There's really no reason for a fourth, well anybody, but a fourth or fifth grader to be seeing naked people on the internet. There's no reason. As we all know, if kids are roaming the world-wide web sometimes you come across stuff that you aren't looking for. My first day at Boys Town and I wanted to look-up something related, by the way, we don’t look at that stuff around her. I was doing some presentation for teenage girls and I wanted to look-up something related to Seventeen Magazine. I typed it into the search engine and I thought, man this page is taking a long time to load. I went and got a cup of coffee, I came back and I had to report myself. Justifiably so. There are a lot of websites that are named in ways that fool kids. We just need to tell our kids and it is helpful to tell them that this is not an angry conversation but here is how we feel about it and here is what we want you to do when you run into it. Let us know. The whole issue with kids and pornography exposure could be entirely different at home with kids but it is part of what happens when we send kids out in the digital age. So, if you are monitoring you will pickup if they have seen it and you will pickup if they were on the site for 30 seconds. In other words, if they clicked, it popped up and they said wo-ho, moving on or if they spent two hours on there. In which case, you're having a conversation. One thing I will tell you one of the reasons kids fail and fear to tell their parents when they run into stuff, whether it's via their cellphone or whether it's on computer, is they are afraid that they will simply get immediately shut down from the privilege of use. The calmer you can stay and the more questions you ask and the kind of saner your consequences are, the more, going back to what we said in the beginning, the technology can actually facilitate conversation, bring you together, and help you work through some things as opposed to setting up a wedge between you.

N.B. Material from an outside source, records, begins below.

//! Configuration management.
//!
//! Values come from an optional TOML file overlaid with `HUBSYNC__*`
//! environment variables (`HUBSYNC__AGENT__LEAF_HUB_NAME=hub1`,
//! `HUBSYNC__CENTRAL__PORT=9000`). Durations use humantime strings such as
//! `"500ms"` or `"30s"`.

use std::path::PathBuf;
use std::time::Duration;

use serde::{Deserialize, Serialize};

use crate::agent::{AgentOptions, EmitPolicy};
use crate::bundle::BundleCategory;
use crate::error::{ErrorCode, Result, SyncError};
use crate::telemetry::{LoggingConfig, MetricsConfig};
use crate::transport::{HttpTransportConfig, RetryPolicy};

/// Environment variable prefix.
pub const ENV_PREFIX: &str = "HUBSYNC";

/// Main application configuration.
#[derive(Debug, Clone, Default, Serialize, Deserialize)]
pub struct Config {
    /// Leaf agent configuration
    #[serde(default)]
    pub agent: AgentConfig,

    /// Agent-to-central transport configuration
    #[serde(default)]
    pub transport: TransportConfig,

    /// Central aggregator configuration
    #[serde(default)]
    pub central: CentralConfig,

    #[serde(default)]
    pub logging: LoggingConfig,

    #[serde(default)]
    pub metrics: MetricsConfig,
}

#[derive(Debug, Clone, Serialize, Deserialize)]
pub struct AgentConfig {
    /// Name of the leaf hub this agent reports for
    #[serde(default)]
    pub leaf_hub_name: String,

    /// File holding the durable incarnation counter
    #[serde(default = "default_incarnation_file")]
    pub incarnation_file: PathBuf,

    /// Categories to track
    #[serde(default = "default_categories")]
    pub categories: Vec<BundleCategory>,

    /// When emitters fire
    #[serde(default)]
    pub emit: EmitPolicy,

    /// Control-info heartbeat period; unset disables heartbeats
    #[serde(default = "default_heartbeat_interval", with = "humantime_serde")]
    pub heartbeat_interval: Option<Duration>,
}

impl Default for AgentConfig {
    fn default() -> Self {
        Self {
            leaf_hub_name: String::new(),
            incarnation_file: default_incarnation_file(),
            categories: default_categories(),
            emit: EmitPolicy::default(),
            heartbeat_interval: default_heartbeat_interval(),
        }
    }
}

impl AgentConfig {
    /// Supervisor options for a run with the given incarnation.
    pub fn options(&self, incarnation: u64) -> AgentOptions {
        let options = AgentOptions::new(self.leaf_hub_name.clone(), incarnation)
            .with_categories(self.categories.iter().copied())
            .with_emit_policy(self.emit);
        match self.heartbeat_interval {
            Some(interval) => options.with_heartbeat(interval),
            None => options,
        }
    }
}

#[derive(Debug, Clone, Default, Serialize, Deserialize)]
pub struct TransportConfig {
    #[serde(flatten)]
    pub http: HttpTransportConfig,

    #[serde(default)]
    pub retry: RetryPolicy,
}

#[derive(Debug, Clone, Serialize, Deserialize)]
pub struct CentralConfig {
    /// HTTP server host
    #[serde(default = "default_host")]
    pub host: String,

    /// HTTP server port
    #[serde(default = "default_port")]
    pub port: u16,
}

impl Default for CentralConfig {
    fn default() -> Self {
        Self {
            host: default_host(),
            port: default_port(),
        }
    }
}

impl CentralConfig {
    pub fn bind_addr(&self) -> String {
        format!("{}:{}", self.host, self.port)
    }
}

// Default value functions
fn default_incarnation_file() -> PathBuf { PathBuf::from("hubsync-incarnation.json") }
fn default_categories() -> Vec<BundleCategory> { BundleCategory::ALL.to_vec() }
fn default_heartbeat_interval() -> Option<Duration> { Some(Duration::from_secs(60)) }
fn default_host() -> String { "0.0.0.0".to_string() }
fn default_port() -> u16 { 8080 }

impl Config {
    /// Load configuration from the environment only.
    pub fn load() -> anyhow::Result<Self> {
        let config = config::Config::builder()
            .add_source(config::Environment::with_prefix(ENV_PREFIX).separator("__"))
            .build()?;

        let cfg: Config = config.try_deserialize()?;
        Ok(cfg)
    }

    /// Load from a specific file path, overlaid with the environment.
    pub fn from_file(path: &str) -> anyhow::Result<Self> {
        let config = config::Config::builder()
            .add_source(config::File::with_name(path))
            .add_source(config::Environment::with_prefix(ENV_PREFIX).separator("__"))
            .build()?;

        let cfg: Config = config.try_deserialize()?;
        Ok(cfg)
    }

    /// Load from `path` when given, otherwise from the environment only.
    pub fn load_from(path: Option<&str>) -> anyhow::Result<Self> {
        match path {
            Some(path) => Self::from_file(path),
            None => Self::load(),
        }
    }

    /// Check settings shared by every binary.
    pub fn validate(&self) -> Result<()> {
        reqwest::Url::parse(&self.transport.http.central_url).map_err(|e| {
            SyncError::new(
                ErrorCode::InvalidConfiguration,
                format!("invalid central_url {:?}: {}", self.transport.http.central_url, e),
            )
        })?;

        if self.transport.http.request_timeout.is_zero() {
            return Err(invalid("transport.request_timeout must be greater than zero"));
        }

        if let EmitPolicy::Interval { period } = self.agent.emit {
            if period.is_zero() {
                return Err(invalid("agent.emit.period must be greater than zero"));
            }
        }

        if self.agent.heartbeat_interval.is_some_and(|d| d.is_zero()) {
            return Err(invalid("agent.heartbeat_interval must be greater than zero"));
        }

        self.transport.retry.backoff.validate()?;

        Ok(())
    }

    /// Additionally check settings only the agent needs.
    pub fn validate_agent(&self) -> Result<()> {
        self.validate()?;
        if self.agent.leaf_hub_name.trim().is_empty() {
            return Err(invalid("agent.leaf_hub_name is required"));
        }
        if self.agent.categories.is_empty() {
            return Err(invalid("agent.categories must not be empty"));
        }
        Ok(())
    }
}

fn invalid(message: &'static str) -> SyncError {
    SyncError::new(ErrorCode::InvalidConfiguration, message)
}

#[cfg(test)]
mod tests {
    use super::*;

    #[test]
    fn test_defaults_are_valid() {
        let config = Config::default();
        assert!(config.validate().is_ok());
        assert_eq!(config.central.bind_addr(), "0.0.0.0:8080");
        assert_eq!(config.agent.categories.len(), 4);
    }

    #[test]
    fn test_agent_requires_leaf_hub_name() {
        let config = Config::default();
        let err = config.validate_agent().unwrap_err();
        assert_eq!(err.code(), ErrorCode::InvalidConfiguration);
    }

    #[test]
    fn test_rejects_bad_central_url() {
        let mut config = Config::default();
        config.transport.http.central_url = "not a url".to_string();
        assert!(config.validate().is_err());
    }

    #[test]
    fn test_rejects_zero_interval() {
        let mut config = Config::default();
        config.agent.emit = EmitPolicy::Interval {
            period: Duration::ZERO,
        };
        assert!(config.validate().is_err());
    }

    #[test]
    fn test_rejects_shrinking_backoff() {
        let dir = tempfile::tempdir().unwrap();
        let path = dir.path().join("hubsync.toml");
        std::fs::write(
            &path,
            r#"
            [transport.retry.backoff]
            type = "exponential"
            initial_delay = "100ms"
            max_delay = "10s"
            multiplier = -2.0
            "#,
        )
        .unwrap();

        let config = Config::from_file(path.to_str().unwrap()).unwrap();
        let err = config.validate().unwrap_err();
        assert_eq!(err.code(), ErrorCode::InvalidConfiguration);
    }

    #[test]
    fn test_from_toml_file() {
        let dir = tempfile::tempdir().unwrap();
        let path = dir.path().join("hubsync.toml");
        std::fs::write(
            &path,
            r#"
            [agent]
            leaf_hub_name = "hub1"
            categories = ["control-info", "policies"]
            heartbeat_interval = "15s"

            [agent.emit]
            mode = "interval"
            period = "2s"

            [transport]
            central_url = "http://central:9000"
            request_timeout = "3s"

            [transport.retry]
            max_attempts = 2

            [central]
            port = 9000
            "#,
        )
        .unwrap();

        let config = Config::from_file(path.to_str().unwrap()).unwrap();
        assert_eq!(config.agent.leaf_hub_name, "hub1");
        assert_eq!(
            config.agent.categories,
            vec![BundleCategory::ControlInfo, BundleCategory::Policies]
        );
        assert_eq!(config.agent.heartbeat_interval, Some(Duration::from_secs(15)));
        assert_eq!(
            config.agent.emit,
            EmitPolicy::Interval {
                period: Duration::from_secs(2)
            }
        );
        assert_eq!(config.transport.http.central_url, "http://central:9000");
        assert_eq!(config.transport.http.request_timeout, Duration::from_secs(3));
        assert_eq!(config.transport.retry.max_attempts, 2);
        assert_eq!(config.central.port, 9000);
        assert!(config.validate_agent().is_ok());
    }

    #[test]
    fn test_agent_options_from_config() {
        let mut config = AgentConfig {
            leaf_hub_name: "hub7".to_string(),
            ..Default::default()
        };
        config.heartbeat_interval = None;
        let options = config.options(4);
        assert_eq!(options.leaf_hub, "hub7");
        assert_eq!(options.incarnation, 4);
        assert!(options.heartbeat_interval.is_none());
    }
}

It does complicates parenting. My folks did not have to deal with any of this and in the case of my husband he grew up in Gothenburg, Nebraska and they were on a party line. I mean he didn't even have his own phone, which by the way he doesn't hesitate to point out to the kids, who basically hear “blah, blah, blah” every time he talks about it. The last thing we're going to cover is television. I love this quote from Ernie Kovacs "Television: A medium: so called because it is neither rare nor well done" which I thought really says it all. Kids spend more time with television content than any other form of technology. Most of it is not spent actually watching TV in real-time. Kids are watching TV online. They're watching TV on their smartphones and their cellphones but they are still watching television content. They might be on Hulu but they're watching television content. Once again going back to your hopes and dreams for your kids and who you want your kids to be, please know first of all that there are more televisions in this country in homes than there are homes that have indoor plumbing. Did you know that? There are people who don't have indoor plumbing but they have a TV. With satellite, yes with a dish. Kids on average are consuming over four hours of television content daily. TV is the area where kids are spending a lot of their time. More than 75% of prime-time shows have sexual content in them and that's not even necessarily counting premium channels or paid TV. I'll never forget talking to a dad who was horrified. He said that his six year old came to him the other day and said “Dad, I know everything I need to know about sex.” This came as quite a surprise to his father who asked how did you learn about it. The kid said “I have three words for you dad, HBO.” This is not a good source of information. It might also interest you to know, when we are thinking about our kids and the fact that we want them to be responsible, to practice their faith, to be good citizens, to be honest, respectful and to have some integrity that there is one drinking scene every 22 minutes on television.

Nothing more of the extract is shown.